Using the listing below, work out how many lines carry the word "bool", and state nothing but that number.

ENTRIES PROVIDED: Begin

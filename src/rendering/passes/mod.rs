pub mod forward_pass;
pub mod pass;
pub mod present_pass;
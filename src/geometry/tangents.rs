// The generators only produce normals and UVs; the floor's normal map needs tangents.

use anyhow::bail;
use bevy_mikktspace::{generate_tangents, Geometry as MikkGeometry};
use glam::Vec4;

use super::Geometry;

impl MikkGeometry for Geometry {
    fn num_faces(&self) -> usize {
        self.triangle_count()
    }

    fn num_vertices_of_face(&self, _face: usize) -> usize {
        3
    }

    fn position(&self, face: usize, vert: usize) -> [f32; 3] {
        self.vertex_by_triangle_index(face, vert).position.to_array()
    }

    fn normal(&self, face: usize, vert: usize) -> [f32; 3] {
        self.vertex_by_triangle_index(face, vert).normal.to_array()
    }

    fn tex_coord(&self, face: usize, vert: usize) -> [f32; 2] {
        self.vertex_by_triangle_index(face, vert)
            .tex_coords
            .to_array()
    }

    fn set_tangent(
        &mut self,
        tangent: [f32; 3],
        _bi_tangent: [f32; 3],
        _f_mag_s: f32,
        _f_mag_t: f32,
        bi_tangent_preserves_orientation: bool,
        face: usize,
        vert: usize,
    ) {
        let sign = if bi_tangent_preserves_orientation {
            1.0
        } else {
            -1.0
        };

        // Shared vertices get the value of whichever face is written last. The
        // generators never share a vertex across faces with diverging UVs.
        let vertex = self.vertex_by_triangle_index_mut(face, vert);
        vertex.tangent = Vec4::new(tangent[0], tangent[1], tangent[2], sign);
    }
}

impl Geometry {
    /// Generate tangents for this geometry using the mikktspace algorithm
    pub fn generate_tangents(&mut self) -> anyhow::Result<()> {
        let success = generate_tangents(self);

        if !success {
            bail!("Failed to generate tangents for {}", self.name)
        }

        Ok(())
    }
}

#[cfg(test)]
mod tests {
    use glam::Vec3;

    use crate::geometry::plane;

    #[test]
    fn plane_tangents_follow_u_axis() {
        let mut geometry = plane(2.0, 2.0, 2, 2);
        geometry.generate_tangents().unwrap();

        for vertex in &geometry.vertices {
            let tangent = vertex.tangent.truncate();
            assert!(tangent.abs_diff_eq(Vec3::X, 1e-4), "{tangent:?}");
            assert_eq!(vertex.tangent.w.abs(), 1.0);
        }
    }

    #[test]
    fn tangents_are_perpendicular_to_normals() {
        let mut geometry = crate::geometry::sphere(1.0, 16, 16);
        geometry.generate_tangents().unwrap();

        for vertex in &geometry.vertices {
            let tangent = vertex.tangent.truncate();
            if tangent.length_squared() < 1e-6 {
                continue;
            }
            assert!(tangent.normalize().dot(vertex.normal).abs() < 1e-2);
        }
    }
}
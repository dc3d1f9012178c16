use std::time::{Duration, Instant};

/// Frame clock. Sampled once per frame so every system sees the same delta.
#[derive(Debug, Clone)]
pub struct Timer {
    start: Instant,
    previous: Instant,
    current: Instant,
    delta: f32,
    elapsed: f32,
    pub time_scale: f32,
}

impl Timer {
    pub fn new() -> Self {
        Self::starting_at(Instant::now())
    }

    fn starting_at(now: Instant) -> Self {
        Self {
            start: now,
            previous: now,
            current: now,
            delta: 0.0,
            elapsed: 0.0,
            time_scale: 1.0,
        }
    }

    pub fn update(&mut self) {
        self.update_at(Instant::now());
    }

    fn update_at(&mut self, now: Instant) {
        self.previous = self.current;
        self.current = now.max(self.current);

        self.delta = (self.current - self.previous).as_secs_f32() * self.time_scale;
        self.elapsed += self.delta;
    }

    /// Seconds between the last two updates.
    pub fn delta(&self) -> f32 {
        self.delta
    }

    /// Scaled seconds accumulated since creation or the last reset.
    pub fn elapsed(&self) -> f32 {
        self.elapsed
    }

    /// Wall clock time since the timer was created, ignoring `time_scale`.
    pub fn uptime(&self) -> Duration {
        self.current - self.start
    }

    pub fn reset(&mut self) {
        let time_scale = self.time_scale;
        *self = Self::starting_at(Instant::now());
        self.time_scale = time_scale;
    }
}

impl Default for Timer {
    fn default() -> Self {
        Self::new()
    }
}
use std::path::{Path, PathBuf};
use std::time::Duration;

use anyhow::{Context, Result};
use homedir::my_home;

use crate::app::App;
use crate::config::Config;
use crate::rag::embeddings::{Embedder, EmbeddingModel};

/// Application factory for resolving paths and wiring the embedder into an [`App`]
pub struct AppFactory;

impl AppFactory {
    /// Load config from `paths`, create the embedding model and the app.
    pub fn create_app(paths: &AppPaths) -> Result<App> {
        let config = Config::load_with(&paths.base_path).context("Failed to load configuration")?;
        let embedder = Self::create_embedder(&config, &paths.base_path)?;

        App::new(config, embedder)
    }

    /// Resolve application paths, creating the base directory.
    ///
    /// `base_dir` takes precedence over `RAG_NOTES_HOME`, which takes
    /// precedence over `~/.local/share/rag-notes`.
    pub fn get_paths(base_dir: Option<PathBuf>) -> Result<AppPaths> {
        let base_path = match base_dir {
            Some(dir) => dir,
            None => Self::get_base_path()?,
        };

        std::fs::create_dir_all(&base_path).context("Failed to create application base directory")?;

        Ok(AppPaths { base_path })
    }

    fn create_embedder(config: &Config, base_path: &Path) -> Result<Box<dyn Embedder>> {
        let timeout = Duration::from_secs(config.embedding.download_timeout_secs);
        let model = EmbeddingModel::new(&config.embedding.model, base_path.to_path_buf(), Some(timeout))
            .with_context(|| format!("Failed to load embedding model '{}'", config.embedding.model))?;

        log::info!(
            "embedding model '{}' ready ({} dimensions)",
            config.embedding.model,
            model.dimensions()
        );
        Ok(Box::new(model))
    }

    /// Get the base path for the application
    fn get_base_path() -> Result<PathBuf> {
        if let Ok(path) = std::env::var("RAG_NOTES_HOME") {
            return Ok(PathBuf::from(path));
        }

        let home = my_home()
            .context("Could not determine home directory")?
            .context("Home directory path is empty")?;
        Ok(home.join(".local/share/rag-notes"))
    }
}

/// Application paths structure
#[derive(Debug, Clone)]
pub struct AppPaths {
    pub base_path: PathBuf,
}
use std::path::PathBuf;

use clap::{Parser, Subcommand};

#[derive(Parser, Debug)]
#[command(version, about = "Semantic search over a local notes directory", long_about = None)]
pub struct Args {
    /// Application directory holding config.yaml and the index.
    /// Overrides RAG_NOTES_HOME.
    #[clap(long, global = true)]
    pub base_dir: Option<PathBuf>,

    #[command(subcommand)]
    pub command: Command,
}

#[derive(Subcommand, Debug, Clone)]
pub enum Command {
    /// Retrieve the notes most similar to a query
    Search {
        query: String,

        /// Update the index before searching
        #[clap(long, default_value = "false")]
        reindex: bool,

        /// Maximum number of results (defaults to retrieval.top_k)
        #[clap(short = 'k', long, value_parser = clap::value_parser!(u16).range(1..=50))]
        top_k: Option<u16>,

        /// Minimum similarity score, 0.0 to 1.0 (defaults to retrieval.min_score)
        #[clap(short, long, value_parser = parse_min_score)]
        min_score: Option<f32>,

        /// Print results as JSON
        #[clap(long, default_value = "false")]
        json: bool,
    },

    /// Bring the index in line with the notes directory
    Reindex {
        /// Re-embed every note instead of only new and changed ones
        #[clap(long, default_value = "false")]
        full: bool,
    },

    /// List indexed note files
    Sources {},

    /// Show index status
    Status {
        /// Print status as JSON
        #[clap(long, default_value = "false")]
        json: bool,
    },

    /// Interactive search session
    Repl {},
}

fn parse_min_score(value: &str) -> Result<f32, String> {
    let score: f32 = value
        .parse()
        .map_err(|_| format!("`{value}` is not a number"))?;
    if !(0.0..=1.0).contains(&score) {
        return Err(format!("{score} is not in 0.0..=1.0"));
    }
    Ok(score)
}

#[cfg(test)]
mod tests {
    use super::*;

    #[test]
    fn test_parse_search() {
        let args = Args::parse_from(["rag-notes", "search", "rust traits", "-k", "3", "--json"]);

        match args.command {
            Command::Search {
                query,
                reindex,
                top_k,
                min_score,
                json,
            } => {
                assert_eq!(query, "rust traits");
                assert!(!reindex);
                assert_eq!(top_k, Some(3));
                assert_eq!(min_score, None);
                assert!(json);
            }
            other => panic!("unexpected command {other:?}"),
        }
    }

    #[test]
    fn test_global_base_dir() {
        let args = Args::parse_from(["rag-notes", "reindex", "--full", "--base-dir", "/tmp/x"]);

        assert_eq!(args.base_dir, Some(PathBuf::from("/tmp/x")));
        assert!(matches!(args.command, Command::Reindex { full: true }));
    }

    #[test]
    fn test_min_score_range() {
        let args = Args::parse_from(["rag-notes", "search", "q", "-m", "0.3"]);
        assert!(matches!(
            args.command,
            Command::Search {
                min_score: Some(score),
                ..
            } if score == 0.3
        ));

        assert!(Args::try_parse_from(["rag-notes", "search", "q", "-m", "1.5"]).is_err());
        assert!(Args::try_parse_from(["rag-notes", "search", "q", "--min-score", "-0.1"]).is_err());
        assert!(Args::try_parse_from(["rag-notes", "search", "q", "-m", "high"]).is_err());
    }

    #[test]
    fn test_top_k_out_of_range() {
        assert!(Args::try_parse_from(["rag-notes", "search", "q", "-k", "0"]).is_err());
        assert!(Args::try_parse_from(["rag-notes", "search", "q", "-k", "51"]).is_err());
    }
}
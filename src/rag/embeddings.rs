//! Embedding model wrapper for fastembed.
//!
//! Provides a high-level interface for generating embeddings:
//! - Model loading with configurable cache directory
//! - Model download with timeout on first use
//! - Batch embedding generation with L2-normalized output
//!
//! Index code only sees the [`Embedder`] trait, so a single model handle is
//! created by the caller and passed by reference to whatever needs it.

use fastembed::{InitOptions, TextEmbedding};
use sha2::{Digest, Sha256};
use std::path::PathBuf;
use std::sync::mpsc::{self, RecvTimeoutError};
use std::sync::Mutex;
use std::time::Duration;

/// Default download timeout for model files (5 minutes)
const DEFAULT_DOWNLOAD_TIMEOUT: Duration = Duration::from_secs(300);

/// Error type for embedding operations
#[derive(Debug, thiserror::Error)]
pub enum EmbeddingError {
    #[error("Model initialization failed: {0}")]
    InitFailed(String),

    #[error("Embedding generation failed: {0}")]
    EmbeddingFailed(String),

    #[error("Model download timed out after {0} seconds")]
    DownloadTimeout(u64),

    #[error("Invalid model name: {0}")]
    InvalidModel(String),
}

/// Text to vector encoder used for both indexing and querying.
pub trait Embedder {
    /// Model name, used to tag stored vectors.
    fn name(&self) -> &str;

    /// Encode a batch of texts into L2-normalized vectors, one per input, in
    /// input order.
    fn embed_batch(&self, texts: &[String]) -> Result<Vec<Vec<f32>>, EmbeddingError>;

    fn embed(&self, text: &str) -> Result<Vec<f32>, EmbeddingError> {
        self.embed_batch(&[text.to_string()])?
            .into_iter()
            .next()
            .ok_or_else(|| EmbeddingError::EmbeddingFailed("No embedding returned".to_string()))
    }

    /// SHA256 hash of the model name, stored in the vector file header.
    fn model_id_hash(&self) -> [u8; 32] {
        let mut hasher = Sha256::new();
        hasher.update(self.name().as_bytes());
        hasher.finalize().into()
    }
}

/// Wrapper around fastembed's TextEmbedding model.
/// Uses a Mutex because fastembed's embed() requires &mut self.
pub struct EmbeddingModel {
    model: Mutex<TextEmbedding>,
    model_name: String,
    dimensions: usize,
}

impl EmbeddingModel {
    /// Create a new embedding model with the given name.
    ///
    /// The model will be downloaded on first use if not cached.
    /// Models are cached in the `models/` subdirectory of `cache_dir`.
    /// Loading fails with [`EmbeddingError::DownloadTimeout`] when it takes
    /// longer than `download_timeout` (5 minutes by default).
    pub fn new(
        model_name: &str,
        cache_dir: PathBuf,
        download_timeout: Option<Duration>,
    ) -> Result<Self, EmbeddingError> {
        let model_enum = Self::parse_model_name(model_name)?;
        let timeout = download_timeout.unwrap_or(DEFAULT_DOWNLOAD_TIMEOUT);
        log::debug!(
            "loading embedding model '{model_name}' (download timeout {}s)",
            timeout.as_secs()
        );

        let models_dir = cache_dir.join("models");
        std::fs::create_dir_all(&models_dir).map_err(|e| {
            EmbeddingError::InitFailed(format!("Failed to create models directory: {}", e))
        })?;

        let mut model = with_timeout(timeout, move || {
            let options = InitOptions::new(model_enum)
                .with_cache_dir(models_dir)
                .with_show_download_progress(true);
            TextEmbedding::try_new(options).map_err(|e| e.to_string())
        })?
        .map_err(EmbeddingError::InitFailed)?;

        let dimensions = Self::probe_dimensions(&mut model)?;

        Ok(Self {
            model: Mutex::new(model),
            model_name: model_name.to_string(),
            dimensions,
        })
    }

    pub fn dimensions(&self) -> usize {
        self.dimensions
    }

    /// Parse model name string to fastembed enum.
    fn parse_model_name(name: &str) -> Result<fastembed::EmbeddingModel, EmbeddingError> {
        match name.to_lowercase().as_str() {
            "all-minilm-l6-v2" | "allminiml6v2" => Ok(fastembed::EmbeddingModel::AllMiniLML6V2),
            "all-minilm-l6-v2-q" | "allminiml6v2q" => {
                Ok(fastembed::EmbeddingModel::AllMiniLML6V2Q)
            }
            "bge-small-en-v1.5" | "bgesmallenv15" => Ok(fastembed::EmbeddingModel::BGESmallENV15),
            "bge-small-en-v1.5-q" | "bgesmallenv15q" => {
                Ok(fastembed::EmbeddingModel::BGESmallENV15Q)
            }
            "bge-base-en-v1.5" | "bgebaseenv15" => Ok(fastembed::EmbeddingModel::BGEBaseENV15),
            "bge-base-en-v1.5-q" | "bgebaseenv15q" => {
                Ok(fastembed::EmbeddingModel::BGEBaseENV15Q)
            }
            _ => Err(EmbeddingError::InvalidModel(format!(
                "Unknown model: {}. Supported models: all-MiniLM-L6-v2, bge-small-en-v1.5, bge-base-en-v1.5 (add -q suffix for quantized)",
                name
            ))),
        }
    }

    /// Probe the model to determine embedding dimensions.
    fn probe_dimensions(model: &mut TextEmbedding) -> Result<usize, EmbeddingError> {
        let test_embeddings = model
            .embed(vec!["test"], None)
            .map_err(|e| EmbeddingError::InitFailed(format!("Failed to probe dimensions: {}", e)))?;

        test_embeddings
            .first()
            .map(|v| v.len())
            .ok_or_else(|| EmbeddingError::InitFailed("Model returned no embedding".to_string()))
    }
}

impl Embedder for EmbeddingModel {
    fn name(&self) -> &str {
        &self.model_name
    }

    fn embed_batch(&self, texts: &[String]) -> Result<Vec<Vec<f32>>, EmbeddingError> {
        if texts.is_empty() {
            return Ok(vec![]);
        }

        let mut model = self.model.lock().map_err(|e| {
            EmbeddingError::EmbeddingFailed(format!("Failed to acquire model lock: {}", e))
        })?;

        let mut embeddings = model
            .embed(texts.to_vec(), None)
            .map_err(|e| EmbeddingError::EmbeddingFailed(e.to_string()))?;

        for embedding in embeddings.iter_mut() {
            normalize(embedding);
        }
        Ok(embeddings)
    }
}

/// Run `init` on a loader thread and wait at most `timeout` for its result.
///
/// A loader that misses the deadline keeps running detached; its result is
/// dropped when it finishes.
fn with_timeout<T, F>(timeout: Duration, init: F) -> Result<T, EmbeddingError>
where
    T: Send + 'static,
    F: FnOnce() -> T + Send + 'static,
{
    let (tx, rx) = mpsc::channel();
    std::thread::Builder::new()
        .name("model-loader".to_string())
        .spawn(move || {
            let _ = tx.send(init());
        })
        .map_err(|e| EmbeddingError::InitFailed(format!("Failed to start model loader: {}", e)))?;

    match rx.recv_timeout(timeout) {
        Ok(value) => Ok(value),
        Err(RecvTimeoutError::Timeout) => Err(EmbeddingError::DownloadTimeout(timeout.as_secs())),
        Err(RecvTimeoutError::Disconnected) => Err(EmbeddingError::InitFailed(
            "Model loader exited without a result".to_string(),
        )),
    }
}

/// Scale a vector to unit L2 norm in place. Zero vectors are left alone.
pub fn normalize(vector: &mut [f32]) {
    let norm = vector.iter().map(|x| x * x).sum::<f32>().sqrt();
    if norm > f32::EPSILON {
        for value in vector.iter_mut() {
            *value /= norm;
        }
    }
}
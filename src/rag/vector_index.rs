//! Exact inner-product vector index with positional ids.
//!
//! Vectors are stored contiguously in insertion order; the position a vector
//! lands at is its id. Search is brute force, which keeps every stored vector
//! exactly reconstructible.

/// Position reported for result rows that have no match.
pub const NO_MATCH: i64 = -1;

/// Search result row.
#[derive(Debug, Clone, Copy, PartialEq)]
pub struct Neighbor {
    /// Slot of the matching vector, or [`NO_MATCH`]
    pub position: i64,
    /// Inner product with the query (cosine similarity for normalized vectors)
    pub score: f32,
}

/// Flat, append-only vector index.
#[derive(Debug, Clone)]
pub struct VectorIndex {
    dimensions: usize,
    data: Vec<f32>,
}

impl VectorIndex {
    pub fn new(dimensions: usize) -> Self {
        Self {
            dimensions,
            data: Vec::new(),
        }
    }

    pub fn with_capacity(dimensions: usize, capacity: usize) -> Self {
        Self {
            dimensions,
            data: Vec::with_capacity(dimensions * capacity),
        }
    }

    pub fn dimensions(&self) -> usize {
        self.dimensions
    }

    /// Number of stored vectors.
    pub fn len(&self) -> usize {
        if self.dimensions == 0 {
            0
        } else {
            self.data.len() / self.dimensions
        }
    }

    pub fn is_empty(&self) -> bool {
        self.data.is_empty()
    }

    /// Append vectors, assigning them the next positions in order.
    ///
    /// The batch is checked as a whole before anything is appended.
    pub fn add(&mut self, vectors: &[Vec<f32>]) -> Result<(), IndexError> {
        if self.dimensions == 0 {
            return Err(IndexError::ZeroDimensions);
        }
        if let Some(bad) = vectors.iter().find(|v| v.len() != self.dimensions) {
            return Err(IndexError::DimensionMismatch {
                expected: self.dimensions,
                got: bad.len(),
            });
        }

        self.data.reserve(vectors.len() * self.dimensions);
        for vector in vectors {
            self.data.extend_from_slice(vector);
        }
        Ok(())
    }

    /// The `k` highest-scoring positions, best first.
    ///
    /// Always returns `k` rows; rows past the number of stored vectors carry
    /// [`NO_MATCH`] and a score of negative infinity. Equal scores keep
    /// position order.
    pub fn search(&self, query: &[f32], k: usize) -> Result<Vec<Neighbor>, IndexError> {
        if query.len() != self.dimensions {
            return Err(IndexError::DimensionMismatch {
                expected: self.dimensions,
                got: query.len(),
            });
        }

        let mut scored: Vec<Neighbor> = self
            .data
            .chunks_exact(self.dimensions)
            .enumerate()
            .map(|(position, vector)| Neighbor {
                position: position as i64,
                score: inner_product(query, vector),
            })
            .collect();

        scored.sort_by(|a, b| {
            b.score
                .partial_cmp(&a.score)
                .unwrap_or(std::cmp::Ordering::Equal)
        });
        scored.truncate(k);

        while scored.len() < k {
            scored.push(Neighbor {
                position: NO_MATCH,
                score: f32::NEG_INFINITY,
            });
        }

        Ok(scored)
    }

    /// Exact copy of the vector stored at `position`.
    pub fn reconstruct(&self, position: usize) -> Result<Vec<f32>, IndexError> {
        let len = self.len();
        if position >= len {
            return Err(IndexError::OutOfRange { position, len });
        }
        let start = position * self.dimensions;
        Ok(self.data[start..start + self.dimensions].to_vec())
    }

    /// Raw vector data in position order.
    pub fn as_slice(&self) -> &[f32] {
        &self.data
    }
}

fn inner_product(a: &[f32], b: &[f32]) -> f32 {
    a.iter().zip(b.iter()).map(|(x, y)| x * y).sum()
}

#[derive(Debug, thiserror::Error)]
pub enum IndexError {
    #[error("Dimension mismatch: expected {expected}, got {got}")]
    DimensionMismatch { expected: usize, got: usize },

    #[error("Vector index has zero dimensions")]
    ZeroDimensions,

    #[error("Position {position} is out of range for an index of {len} vectors")]
    OutOfRange { position: usize, len: usize },
}
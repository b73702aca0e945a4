//! Full index build and the batch writer shared with incremental rebuilds.
//!
//! Every slot is written through [`SlotWriter`], which appends a batch to the
//! vector index and then the same records, in the same order, to the
//! metadata log. That ordering is what keeps a record and its vector at the
//! same slot.

use indicatif::{ProgressBar, ProgressStyle};

use crate::rag::chunking::Chunk;
use crate::rag::embeddings::{Embedder, EmbeddingError};
use crate::rag::meta_store::{self, MetaStoreError, MetaWriter};
use crate::rag::vector_index::{IndexError, VectorIndex};
use crate::rag::vector_storage::{VectorStorage, VectorStorageError};
use crate::storage::StorageLayout;

/// Default number of chunks per embedding call.
pub const DEFAULT_BATCH_SIZE: usize = 64;

#[derive(Debug, thiserror::Error)]
pub enum BuildError {
    #[error("no chunks to index")]
    NoChunks,

    #[error("embedding error: {0}")]
    Embedding(#[from] EmbeddingError),

    #[error("embedder returned {got} vectors for {expected} texts")]
    EmbeddingCount { expected: usize, got: usize },

    #[error("index error: {0}")]
    Index(#[from] IndexError),

    #[error("metadata error: {0}")]
    Meta(#[from] MetaStoreError),

    #[error("storage error: {0}")]
    Storage(#[from] VectorStorageError),

    #[error("I/O error: {0}")]
    Io(#[from] std::io::Error),
}

/// Appends (vector, record) pairs to a new vector index and to the temp
/// metadata files of a storage layout, batch by batch.
///
/// Vectors pushed with [`SlotWriter::push_vector`] are already known;
/// chunks pushed with [`SlotWriter::push_chunk`] are embedded when their
/// batch fills up. Switching between the two flushes the other queue first,
/// so slots come out in push order.
pub struct SlotWriter<'a> {
    embedder: &'a dyn Embedder,
    batch_size: usize,
    meta: MetaWriter,
    index: Option<VectorIndex>,
    staged: Vec<(Vec<f32>, Chunk)>,
    pending: Vec<Chunk>,
    embedded: usize,
    progress: ProgressBar,
}

impl<'a> SlotWriter<'a> {
    pub fn create(
        layout: &StorageLayout,
        embedder: &'a dyn Embedder,
        batch_size: usize,
        progress: ProgressBar,
    ) -> Result<Self, BuildError> {
        Ok(Self {
            embedder,
            batch_size: batch_size.max(1),
            meta: MetaWriter::create(&layout.meta_log_tmp(), &layout.meta_idx_tmp())?,
            index: None,
            staged: Vec::new(),
            pending: Vec::new(),
            embedded: 0,
            progress,
        })
    }

    /// Queue a record whose vector is already computed.
    pub fn push_vector(&mut self, vector: Vec<f32>, record: Chunk) -> Result<(), BuildError> {
        if !self.pending.is_empty() {
            self.flush_pending()?;
        }
        self.staged.push((vector, record));
        if self.staged.len() >= self.batch_size {
            self.flush_staged()?;
        }
        Ok(())
    }

    /// Queue a chunk that still needs an embedding.
    pub fn push_chunk(&mut self, chunk: Chunk) -> Result<(), BuildError> {
        if !self.staged.is_empty() {
            self.flush_staged()?;
        }
        self.pending.push(chunk);
        if self.pending.len() >= self.batch_size {
            self.flush_pending()?;
        }
        Ok(())
    }

    /// Flush both queues and close the metadata files.
    pub fn finish(mut self) -> Result<WrittenSlots, BuildError> {
        self.flush_staged()?;
        self.flush_pending()?;
        self.progress.finish_and_clear();

        let total = self.meta.finish()?;
        Ok(WrittenSlots {
            index: self.index,
            total,
            embedded: self.embedded,
        })
    }

    fn flush_staged(&mut self) -> Result<(), BuildError> {
        if self.staged.is_empty() {
            return Ok(());
        }
        let (vectors, records): (Vec<_>, Vec<_>) = std::mem::take(&mut self.staged).into_iter().unzip();
        self.write_batch(&vectors, &records)
    }

    fn flush_pending(&mut self) -> Result<(), BuildError> {
        if self.pending.is_empty() {
            return Ok(());
        }
        let records = std::mem::take(&mut self.pending);
        let texts: Vec<String> = records.iter().map(|c| c.text.clone()).collect();

        let vectors = self.embedder.embed_batch(&texts)?;
        if vectors.len() != records.len() {
            return Err(BuildError::EmbeddingCount {
                expected: records.len(),
                got: vectors.len(),
            });
        }

        self.embedded += records.len();
        self.write_batch(&vectors, &records)
    }

    fn write_batch(&mut self, vectors: &[Vec<f32>], records: &[Chunk]) -> Result<(), BuildError> {
        // dimensionality comes from the first batch
        let dimensions = vectors.first().map(Vec::len).unwrap_or_default();
        let index = self
            .index
            .get_or_insert_with(|| VectorIndex::new(dimensions));

        index.add(vectors)?;
        for record in records {
            self.meta.append(record)?;
        }

        self.progress.inc(records.len() as u64);
        Ok(())
    }
}

/// Outcome of a [`SlotWriter`] pass.
pub struct WrittenSlots {
    /// `None` when nothing was written
    pub index: Option<VectorIndex>,
    pub total: usize,
    /// Slots whose vectors were computed during this pass
    pub embedded: usize,
}

impl WrittenSlots {
    /// Make the written pass the live index: stage the vector file, swap the
    /// metadata files in, then swap the vector file in.
    ///
    /// The staged vector file carries the fingerprint of the new metadata, so
    /// an interruption between the swaps leaves a pair that refuses to load
    /// instead of one whose slots disagree.
    pub fn commit(self, layout: &StorageLayout, model_id: &[u8; 32]) -> Result<VectorIndex, BuildError> {
        let index = match self.index {
            Some(index) if self.total > 0 => index,
            _ => return Err(BuildError::NoChunks),
        };

        let fingerprint = meta_store::fingerprint(&layout.meta_log_tmp(), &layout.meta_idx_tmp())?;
        let storage = VectorStorage::new(layout.vectors());
        storage.stage(&index, model_id, fingerprint)?;
        layout.commit_metadata()?;
        storage.commit()?;

        Ok(index)
    }
}

/// Cold build of a fresh index from a sequence of chunks.
pub struct IndexBuilder<'a> {
    embedder: &'a dyn Embedder,
    layout: &'a StorageLayout,
    batch_size: usize,
}

impl<'a> IndexBuilder<'a> {
    pub fn new(embedder: &'a dyn Embedder, layout: &'a StorageLayout, batch_size: usize) -> Self {
        Self {
            embedder,
            layout,
            batch_size,
        }
    }

    /// Embed and store every chunk, replacing whatever index the layout held.
    pub fn build(&self, chunks: Vec<Chunk>) -> Result<VectorIndex, BuildError> {
        if chunks.is_empty() {
            return Err(BuildError::NoChunks);
        }

        let result = self.write_all(chunks);
        if result.is_err() {
            self.layout.discard_temp();
        }
        result
    }

    fn write_all(&self, chunks: Vec<Chunk>) -> Result<VectorIndex, BuildError> {
        let progress = progress_bar(chunks.len() as u64);
        let mut writer = SlotWriter::create(self.layout, self.embedder, self.batch_size, progress)?;

        for chunk in chunks {
            writer.push_chunk(chunk)?;
        }

        let written = writer.finish()?;
        log::info!("built index with {} slots", written.total);
        written.commit(self.layout, &self.embedder.model_id_hash())
    }
}

pub fn progress_bar(len: u64) -> ProgressBar {
    let style = ProgressStyle::with_template("{msg} [{bar:40}] {pos}/{len} chunks")
        .unwrap_or_else(|_| ProgressStyle::default_bar())
        .progress_chars("=> ");
    ProgressBar::new(len).with_style(style).with_message("embedding")
}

ENTRIES PROVIDED: End

### RESPONSE FOR THIS EXERCISE:
6